When the News Isn't Really News

When I started writing for my college paper, The Daily Athenaeum at West Virginia University, I thought I had a great idea. I’d do a food column - a mix of cooking tips and recipes, advice for eating on a budget and restaurant reviews.

It turns out reviews can be a problem if an advertiser gets a bad one.

Fair enough. I would have rather worked pretending that my newspaper operated solely on journalistic fervor, but I guess it did need cash too. And I had enough story ideas involving the many things students can do with Ramen noodles. Thus, no reviews.

I haven’t thought of that for a while until today. I moved up at the paper, and by the time I became editor I thought most about advertising when it was taking up too much of my news space.

Then today I read this. The San Francisco Examiner had a different spin on restaurant reviews; they used an ad salesman to write them.

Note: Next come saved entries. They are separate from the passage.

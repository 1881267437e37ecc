use async_trait::async_trait;
use mentor_core::Result;
use tracing::debug;

/// Trait for generating text embeddings.
#[async_trait]
pub trait EmbeddingProvider: Send + Sync {
    /// Generate embeddings for a batch of texts.
    async fn embed(&self, texts: &[&str]) -> Result<Vec<Vec<f32>>>;

    /// The dimensionality of the output embeddings.
    fn dimensions(&self) -> usize;

    /// Provider name.
    fn name(&self) -> &str;
}

/// OpenAI embeddings provider (text-embedding-3-small, -large, etc.)
pub struct OpenAiEmbedding {
    client: reqwest::Client,
    api_key: String,
    base_url: String,
    model: String,
    dims: usize,
}

impl OpenAiEmbedding {
    /// Create an OpenAI embedding provider with text-embedding-3-small
    /// (1536 dims).
    pub fn new(api_key: String) -> Self {
        Self {
            client: reqwest::Client::new(),
            api_key,
            base_url: "https://api.openai.com/v1".into(),
            model: "text-embedding-3-small".into(),
            dims: 1536,
        }
    }

    /// Use a specific model (e.g. "text-embedding-3-large" with 3072 dims).
    pub fn with_model(mut self, model: String, dims: usize) -> Self {
        self.model = model;
        self.dims = dims;
        self
    }

    /// Use a custom base URL (e.g. for Azure OpenAI).
    pub fn with_base_url(mut self, url: String) -> Self {
        self.base_url = url;
        self
    }
}

#[async_trait]
impl EmbeddingProvider for OpenAiEmbedding {
    async fn embed(&self, texts: &[&str]) -> Result<Vec<Vec<f32>>> {
        if texts.is_empty() {
            return Ok(vec![]);
        }

        debug!(model = %self.model, count = texts.len(), "generating embeddings");

        let body = serde_json::json!({
            "model": &self.model,
            "input": texts,
        });

        let resp = self
            .client
            .post(format!("{}/embeddings", self.base_url))
            .header("Authorization", format!("Bearer {}", self.api_key))
            .json(&body)
            .send()
            .await
            .map_err(|e| {
                mentor_core::MentorError::Oracle(format!("embedding request failed: {}", e))
            })?;

        if !resp.status().is_success() {
            let status = resp.status();
            let text = resp.text().await.unwrap_or_default();
            return Err(mentor_core::MentorError::Oracle(format!(
                "embedding HTTP {}: {}",
                status, text
            )));
        }

        let data: serde_json::Value = resp
            .json()
            .await
            .map_err(|e| mentor_core::MentorError::Oracle(format!("embedding parse error: {}", e)))?;

        let embeddings: Vec<Vec<f32>> = data["data"]
            .as_array()
            .map(|items| {
                items
                    .iter()
                    .filter_map(|item| {
                        item["embedding"].as_array().map(|arr| {
                            arr.iter()
                                .filter_map(|v| v.as_f64().map(|f| f as f32))
                                .collect()
                        })
                    })
                    .collect()
            })
            .unwrap_or_default();

        Ok(embeddings)
    }

    fn dimensions(&self) -> usize {
        self.dims
    }

    fn name(&self) -> &str {
        "openai"
    }
}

Inconsequential, right? There are enough serious issues facing journalism to worry about fluff pieces. But while we talk about reporters fabricating stories and making up sources, The Examiner isn’t too far removed. It just found a new way to lie to its readers. Or maybe,

Young reporters and journalism students try to be idealistic about the future of the profession they’re entering. But at the same time, newspapers are getting gobbled up by huge corporations that care more about profit than accuracy (The Examiner's parent company is called, ironically, The Independent Newspaper Group).

When that greed demotes journalism to an ads circular, it’s hard to stay so optimistic.